Le donanemab et d’autres médicaments réduisant l’amyloïde sont associés à des anomalies d’imagerie liées à l’amyloïde. Généralement asymptomatiques, ces anomalies disparaissent en 10 semaines. Ils peuvent varier en gravité, allant des convulsions à des symptômes plus mineurs tels que des maux de tête ou de la confusion.
Ces événements ont parfois le potentiel d’être mortels et potentiellement mortels. Dans le groupe de traitement par donanemab, 1,6 % des patients ont présenté des effets secondaires majeurs nécessitant des soins de soutien ou une hospitalisation.
On a émis l’hypothèse que le traitement précoce de la MA a des résultats plus significatifs sur le plan clinique.

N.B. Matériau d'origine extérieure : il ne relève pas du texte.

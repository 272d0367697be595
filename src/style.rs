use inflector::cases::classcase::is_class_case;
use inflector::cases::snakecase::is_snake_case;

/// Whether this name is idiomatic for a type-level declaration.
pub(crate) fn is_class_case_name(name: &str) -> bool {
    is_class_case(name)
}

/// Whether this name is idiomatic for a field, binding or procedure.
pub(crate) fn is_snake_case_name(name: &str) -> bool {
    is_snake_case(name)
}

À l’exception du CDR-SB, l’analyse post hoc parmi les personnes présentant des niveaux élevés de tau n’a révélé aucun changement significatif dans les résultats primaires ou secondaires chez les sujets traités par le donanemab et les sujets traités par placebo. Pour limiter les risques et maximiser les avantages, une enquête supplémentaire sur les risques associés aux anomalies graves et mortelles est nécessaire.
Conclusion
Le consensus général indique que le traitement de la MA à un stade précoce est plus susceptible de produire des résultats cliniquement significatifs. Cette étude a montré que le donanemab ralentissait considérablement la progression clinique à 76 semaines chez les participants présentant une tau faible/modérée et dans la population de pathologies tau combinées faible/moyenne et élevée.
Ainsi, cette étude confirme l’hypothèse selon laquelle les thérapies de réduction de l’amyloïde pourraient être plus efficaces lorsqu’elles sont initiées à un stade précoce de la MA.